▸ Required action:
For the string "parse", work out how many lines of the data contain it and give that number with nothing added.

▸ Data for processing:
==========

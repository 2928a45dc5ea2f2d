pub mod language;

use serde::{Deserialize, Serialize};

pub use language::{language_tag, next_language, SUPPORTED_LANGUAGES};

pub const DEFAULT_LANGUAGE: &str = "en";
pub const DEFAULT_MODEL: &str = "indic-llm";

#[derive(Debug, Clone, Serialize, Deserialize)]
pub struct ChatMessage {
    pub role: MessageRole,
    pub content: String,
}

#[derive(Debug, Clone, PartialEq, Serialize, Deserialize)]
#[serde(rename_all = "lowercase")]
pub enum MessageRole {
    System,
    User,
    Assistant,
}

/// Request from the front-end to the relay
#[derive(Debug, Clone, Serialize, Deserialize)]
pub struct ChatRequest {
    #[serde(default)]
    pub messages: Vec<ChatMessage>,
    #[serde(default = "default_language")]
    pub language: String,
    #[serde(default = "default_model")]
    pub model: String,
}

fn default_language() -> String {
    DEFAULT_LANGUAGE.to_string()
}

fn default_model() -> String {
    DEFAULT_MODEL.to_string()
}

impl ChatRequest {
    /// Content of the most recent user message, or "" when there is none.
    pub fn last_user_message(&self) -> &str {
        self.messages
            .iter()
            .rev()
            .find(|msg| msg.role == MessageRole::User)
            .map(|msg| msg.content.as_str())
            .unwrap_or("")
    }
}

#[derive(Debug, Clone, Serialize, Deserialize)]
pub struct ChatCompletionResponse {
    pub id: String,
    pub object: String,
    pub created: i64,
    pub model: String,
    pub choices: Vec<ChatChoice>,
}

#[derive(Debug, Clone, Serialize, Deserialize)]
pub struct ChatChoice {
    pub index: u32,
    pub message: ChatMessage,
    pub finish_reason: String,
}

impl ChatCompletionResponse {
    pub fn content(&self) -> Option<&str> {
        self.choices.first().map(|choice| choice.message.content.as_str())
    }
}

/// Body of every non-2xx reply from the relay
#[derive(Debug, Clone, Serialize, Deserialize)]
pub struct ErrorBody {
    pub error: String,
}
use anyhow::{bail, Context, Result};
use std::net::SocketAddr;
use std::time::Duration;
use tracing::{info, warn};

pub const DEFAULT_BASE_URL: &str = "https://dwani-amoghavarsha.hf.space";
const DEFAULT_BIND_ADDR: &str = "127.0.0.1:5000";
const DEFAULT_TIMEOUT_SECS: u64 = 30;

/// Process-wide settings, read once at startup and never mutated.
#[derive(Debug, Clone)]
pub struct Config {
    pub api_key: Option<String>,
    pub base_url: String,
    pub bind_addr: SocketAddr,
    pub provider_timeout: Duration,
}

impl Config {
    pub fn from_env() -> Result<Self> {
        Self::from_lookup(|name| std::env::var(name).ok())
    }

    /// Build from any variable source; `from_env` passes the process environment.
    pub fn from_lookup<F>(lookup: F) -> Result<Self>
    where
        F: Fn(&str) -> Option<String>,
    {
        let api_key = lookup("DWANI_API_KEY").filter(|key| !key.trim().is_empty());
        match &api_key {
            Some(_) => info!("Dwani API key loaded"),
            None => warn!("DWANI_API_KEY not set; chat requests will fail until it is configured"),
        }

        let base_url = lookup("DWANI_API_BASE_URL")
            .filter(|url| !url.trim().is_empty())
            .unwrap_or_else(|| DEFAULT_BASE_URL.to_string());
        let base_url = base_url.trim_end_matches('/').to_string();

        let bind_addr = lookup("SARATHI_BIND_ADDR")
            .unwrap_or_else(|| DEFAULT_BIND_ADDR.to_string());
        let bind_addr: SocketAddr = bind_addr
            .parse()
            .with_context(|| format!("SARATHI_BIND_ADDR is not a socket address: {bind_addr}"))?;

        let timeout_secs = match lookup("SARATHI_PROVIDER_TIMEOUT_SECS") {
            Some(raw) => {
                let secs: u64 = raw.trim().parse().with_context(|| {
                    format!("SARATHI_PROVIDER_TIMEOUT_SECS must be an integer, got {raw:?}")
                })?;
                if secs == 0 {
                    bail!("SARATHI_PROVIDER_TIMEOUT_SECS must be positive");
                }
                secs
            }
            None => DEFAULT_TIMEOUT_SECS,
        };

        Ok(Self {
            api_key,
            base_url,
            bind_addr,
            provider_timeout: Duration::from_secs(timeout_secs),
        })
    }
}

==========

▸ Solution to this exercise:
2